Throughout the book, Pollan warns readers of contradictory practices and suggests that the public is not aware of the extent of "corporate attention" in the "industrial food chain" where quantity has trumped quality and where corn has "conquered the American body." In considering the thesis of chapter 12, the reader is forced to reflect on the comparison between large and small scale production, the centralization process, apparently in the interests of cost-saving but which is mainly putting money into the corporate coffers and how small-time farmers and traditional methods, not being efficient enough, are finding it increasingly difficult to retain their place in the supply chain.

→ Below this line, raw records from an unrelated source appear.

//! # vellum-core
//!
//! Backend-independent core of the Vellum paginated document viewer:
//! page layout, viewport math, the per-page raster cache, annotation
//! overlays and gesture recognition.
//!
//! ## Architecture
//!
//! ```text
//!  RasterSource (pages)          pointer events
//!       │                              │
//!       ▼                              ▼
//!  Document ── PageRaster        GestureRecognizer
//!       │   └─ Vec<Overlay>            │ pan / pinch / placement
//!       │                              ▼
//!       └──────────► DocView ◄── Viewport + PageLayout
//!                       │          RedrawScheduler
//!                       ▼
//!                 dyn GpuBackend  (wgpu in vellum-render,
//!                                  HeadlessGpu in tests)
//! ```
//!
//! ## Modules
//!
//! - [`geometry`]: `Size`, `Point`, `Rect`, `Range`
//! - [`transform`]: 2D affine transforms and a save/restore stack
//! - [`gpu`]: the `GpuBackend` seam and a recording headless backend
//! - [`source`]: page sources and pixel buffers
//! - [`raster`]: per-page texture cache with reuse and growth
//! - [`overlay`]: ink and text annotations
//! - [`text`]: text layout/engine and host editor seams
//! - [`layout`]: vertical page stacking
//! - [`viewport`]: scroll, zoom and coordinate conversion
//! - [`redraw`]: redraw coalescing
//! - [`border`]: page frame geometry
//! - [`document`]: pages, rasters and overlays together
//! - [`gesture`]: pointer gesture recognition
//! - [`view`]: the orchestrating `DocView`
//! - [`config`]: JSON viewer configuration

pub mod border;
pub mod config;
pub mod document;
pub mod geometry;
pub mod gesture;
pub mod gpu;
pub mod layout;
pub mod overlay;
pub mod raster;
pub mod redraw;
pub mod source;
pub mod text;
pub mod transform;
pub mod view;
pub mod viewport;

// Re-exports for ergonomic use.
pub use config::{ConfigError, ViewerConfig};
pub use document::{Document, OverlayRef, PageUpdate};
pub use geometry::{Point, Range, Rect, Size};
pub use gesture::{GestureOutput, GestureRecognizer, PointerEvent, PointerId, PointerPhase};
pub use gpu::{BufferId, GpuBackend, GpuError, HeadlessGpu, TextureId};
pub use layout::PageLayout;
pub use overlay::{Overlay, OverlayId, OverlayState, Tool};
pub use raster::{PageRaster, UpdateError};
pub use source::{PixelBuffer, RasterError, RasterSource};
pub use text::{EditorDelegate, EditorSession, RenderedText, TextEngine, TextError, TextLayout};
pub use transform::{Affine, TransformStack};
pub use view::{DocView, ViewStats};
pub use viewport::Viewport;
//! The HTML subset text overlays store.
//!
//! Understood: `<p>` (a line break between consecutive paragraphs),
//! `<br>`, `<b>`/`<strong>`, `<i>`/`<em>`, text, and the basic entities.
//! Any other tag is dropped but its content kept.  Runs of whitespace in
//! text collapse to one space.

/// A run of text sharing one style.
#[derive(Clone, Debug, Default, PartialEq, Eq)]
pub struct Span {
    pub text: String,
    pub bold: bool,
    pub italic: bool,
}

#[derive(Default)]
struct Builder {
    spans: Vec<Span>,
    bold: u32,
    italic: u32,
    /// Last emitted char was whitespace (or nothing emitted on the line).
    at_space: bool,
    paragraphs: u32,
}

impl Builder {
    fn new() -> Self {
        Self {
            at_space: true,
            ..Self::default()
        }
    }

    fn push_str(&mut self, text: &str) {
        let (bold, italic) = (self.bold > 0, self.italic > 0);
        match self.spans.last_mut() {
            Some(span) if span.bold == bold && span.italic == italic => span.text.push_str(text),
            _ => self.spans.push(Span {
                text: text.to_string(),
                bold,
                italic,
            }),
        }
    }

    fn text(&mut self, raw: &str) {
        let decoded = decode_entities(raw);
        let mut out = String::with_capacity(decoded.len());
        for c in decoded.chars() {
            if c.is_whitespace() {
                if !self.at_space {
                    out.push(' ');
                    self.at_space = true;
                }
            } else {
                out.push(c);
                self.at_space = false;
            }
        }
        if !out.is_empty() {
            self.push_str(&out);
        }
    }

    fn line_break(&mut self) {
        self.push_str("\n");
        self.at_space = true;
    }

    fn tag(&mut self, tag: &str) {
        let tag = tag.trim().trim_end_matches('/').trim();
        let (closing, name) = match tag.strip_prefix('/') {
            Some(rest) => (true, rest),
            None => (false, tag),
        };
        let name = name
            .split(|c: char| c.is_whitespace())
            .next()
            .unwrap_or("")
            .to_ascii_lowercase();
        match (name.as_str(), closing) {
            ("p", false) => {
                if self.paragraphs > 0 || !self.spans.is_empty() {
                    self.line_break();
                }
                self.paragraphs += 1;
            }
            ("br", _) => self.line_break(),
            ("b" | "strong", false) => self.bold += 1,
            ("b" | "strong", true) => self.bold = self.bold.saturating_sub(1),
            ("i" | "em", false) => self.italic += 1,
            ("i" | "em", true) => self.italic = self.italic.saturating_sub(1),
            _ => {}
        }
    }

    fn finish(mut self) -> Vec<Span> {
        // Trailing whitespace from the last text node.
        if let Some(span) = self.spans.last_mut() {
            let trimmed = span.text.trim_end_matches(' ').len();
            span.text.truncate(trimmed);
        }
        self.spans.retain(|s| !s.text.is_empty());
        self.spans
    }
}

/// Split `html` into styled spans. Line breaks appear as `\n`.
pub fn parse(html: &str) -> Vec<Span> {
    let mut builder = Builder::new();
    let mut rest = html;
    while let Some(open) = rest.find('<') {
        builder.text(&rest[..open]);
        let after = &rest[open + 1..];
        match after.find('>') {
            Some(close) => {
                builder.tag(&after[..close]);
                rest = &after[close + 1..];
            }
            None => {
                // Unterminated tag: keep it as text.
                builder.text(&rest[open..]);
                rest = "";
            }
        }
    }
    builder.text(rest);
    builder.finish()
}

/// The text without styling.
pub fn plain_text(spans: &[Span]) -> String {
    spans.iter().map(|s| s.text.as_str()).collect()
}

fn decode_entities(raw: &str) -> String {
    if !raw.contains('&') {
        return raw.to_string();
    }
    let mut out = String::with_capacity(raw.len());
    let mut rest = raw;
    while let Some(amp) = rest.find('&') {
        out.push_str(&rest[..amp]);
        let after = &rest[amp + 1..];
        let decoded = after.find(';').and_then(|semi| {
            let c = match &after[..semi] {
                "amp" => '&',
                "lt" => '<',
                "gt" => '>',
                "quot" => '"',
                "apos" | "#39" => '\'',
                "nbsp" => '\u{a0}',
                other => {
                    let code = match other.strip_prefix("#x").or_else(|| other.strip_prefix("#X")) {
                        Some(hex) => u32::from_str_radix(hex, 16).ok()?,
                        None => other.strip_prefix('#')?.parse().ok()?,
                    };
                    char::from_u32(code)?
                }
            };
            Some((c, semi))
        });
        match decoded {
            Some((c, semi)) => {
                out.push(c);
                rest = &after[semi + 1..];
            }
            None => {
                out.push('&');
                rest = after;
            }
        }
    }
    out.push_str(rest);
    out
}

// ===================================================================
// Tests
// ===================================================================
//! Application state: the document view and the GPU backend it draws
//! through.
//!
//! `AppState` works in logical pixels.  winit reports physical sizes and
//! cursor positions, so everything coming in is divided by the window's
//! scale factor first; the viewer multiplies it back when choosing raster
//! resolution.

use log::info;
use vellum_core::{
    DocView, Point, PointerEvent, PointerPhase, Size, Tool, ViewStats, ViewerConfig,
};
use vellum_render::{FrameStats, GpuContext, RenderError, WgpuBackend};
use vellum_text::{CosmicTextEngine, ParagraphStyle};

use crate::editor::InlineEditor;
use crate::pages::PageSource;

/// Zoom factor per wheel notch.
const WHEEL_ZOOM_STEP: f32 = 1.1;
/// Logical pixels scrolled per wheel line.
const WHEEL_LINE: f32 = 40.0;
/// Background behind the pages.
const CLEAR: (f64, f64, f64) = (0.32, 0.33, 0.36);

pub struct AppState {
    pub view: DocView<PageSource>,
    pub backend: WgpuBackend,
    pub editor: InlineEditor,
    scale_factor: f64,
    cursor: Point,
}

impl AppState {
    /// Build the view over `source` and size it to the window.
    pub fn new(
        gpu: GpuContext,
        source: PageSource,
        config: ViewerConfig,
        physical: (u32, u32),
        scale_factor: f64,
    ) -> Self {
        let editor = InlineEditor::new();
        let view = DocView::new(source, config)
            .with_text_engine(Box::new(CosmicTextEngine::new(ParagraphStyle::default())))
            .with_editor(Box::new(editor.clone()));
        let mut state = Self {
            view,
            backend: Self::backend_for(gpu),
            editor,
            scale_factor,
            cursor: Point::ZERO,
        };
        state.resize(physical.0, physical.1, scale_factor);
        state
    }

    fn backend_for(gpu: GpuContext) -> WgpuBackend {
        let mut backend = WgpuBackend::new(gpu);
        backend.set_clear_color(CLEAR.0, CLEAR.1, CLEAR.2, 1.0);
        backend
    }

    fn to_logical(&self, x: f64, y: f64) -> Point {
        Point::new((x / self.scale_factor) as f32, (y / self.scale_factor) as f32)
    }

    /// Window resized or moved to a monitor with another scale factor.
    /// Returns `true` when a frame must be scheduled.
    pub fn resize(&mut self, width: u32, height: u32, scale_factor: f64) -> bool {
        self.scale_factor = scale_factor;
        self.backend.context_mut().resize(width, height);
        let logical = Size::new(
            (width as f64 / scale_factor) as f32,
            (height as f64 / scale_factor) as f32,
        );
        self.view.set_viewport_size(logical, scale_factor as f32)
    }

    // ───────────────────────────────────────────────────────────────
    // Input
    // ───────────────────────────────────────────────────────────────

    /// A pointer (mouse button 0 or a touch) in physical pixels.
    pub fn pointer(&mut self, id: u64, x: f64, y: f64, phase: PointerPhase) -> bool {
        let position = self.to_logical(x, y);
        if id == 0 {
            self.cursor = position;
        }
        self.view
            .handle_pointer(&PointerEvent::new(id, position.x, position.y, phase))
    }

    pub fn cursor_moved(&mut self, x: f64, y: f64) {
        self.cursor = self.to_logical(x, y);
    }

    /// Wheel lines scroll; with `zoom` they zoom around the cursor.
    pub fn wheel(&mut self, dx: f32, dy: f32, zoom: bool) -> bool {
        if zoom {
            let factor = WHEEL_ZOOM_STEP.powf(dy);
            return self.view.zoom_at(self.cursor, factor);
        }
        self.view.scroll_by(-dx * WHEEL_LINE, -dy * WHEEL_LINE)
    }

    /// Trackpad pixel deltas, physical.
    pub fn wheel_pixels(&mut self, dx: f64, dy: f64) -> bool {
        let d = self.to_logical(dx, dy);
        self.view.scroll_by(-d.x, -d.y)
    }

    pub fn set_tool(&mut self, tool: Tool) {
        info!("tool: {tool:?}");
        self.view.set_tool(tool);
    }

    /// Reset zoom to the configured initial value.
    pub fn reset_zoom(&mut self) -> bool {
        let zoom = self.view.config().initial_zoom;
        self.view.set_zoom(zoom)
    }

    // ───────────────────────────────────────────────────────────────
    // Frames
    // ───────────────────────────────────────────────────────────────

    /// Run the pending update, record draws and present.
    pub fn render_frame(&mut self) -> Result<FrameStats, RenderError> {
        self.view.on_animation_frame(&mut self.backend);
        self.view.draw_gl(&mut self.backend);
        self.backend.render_frame()
    }

    /// Whether another frame is already wanted (coalesced gesture moves).
    pub fn needs_frame(&self) -> bool {
        self.view.redraw_pending()
    }

    /// Swap in a fresh context after device loss. The old handles are
    /// gone with the old device, so nothing is freed.
    pub fn replace_context(&mut self, gpu: GpuContext) -> bool {
        self.backend = Self::backend_for(gpu);
        self.view.gl_state_lost()
    }

    pub fn stats(&self) -> ViewStats {
        self.view.stats()
    }

    /// Free everything before the window goes away.
    pub fn shutdown(&mut self) {
        if self.editor.is_open() {
            self.view.stop_editing();
        }
        self.view.release_gl(&mut self.backend);
        info!(
            "released GPU state ({} buffers, {} textures left)",
            self.backend.live_buffers(),
            self.backend.live_textures()
        );
    }
}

Pollan wants the reader to appreciate that this is in fact counter-productive:

"They aim to close down all but the biggest meat processors, and to do it in the name of bio-security. Every government study to date has shown that the reasons we’re having an epidemic of food-borne illness in this country is centralized production, centralized processing, and long-distance transportation of food. You would think therefore that they’d want to decentralize the food system..."

Pollan brings a personal element to his descriptions of the process as he gets involved in the actual slaughter, which he finds difficult to stomach. The fact that Salatin's farm has lower levels of bacteria and that the government "system" is flawed, only highlights the problem of over-commercializing everything. Salatin's methods also bring the process full-circle when he composts the remains after the slaughter.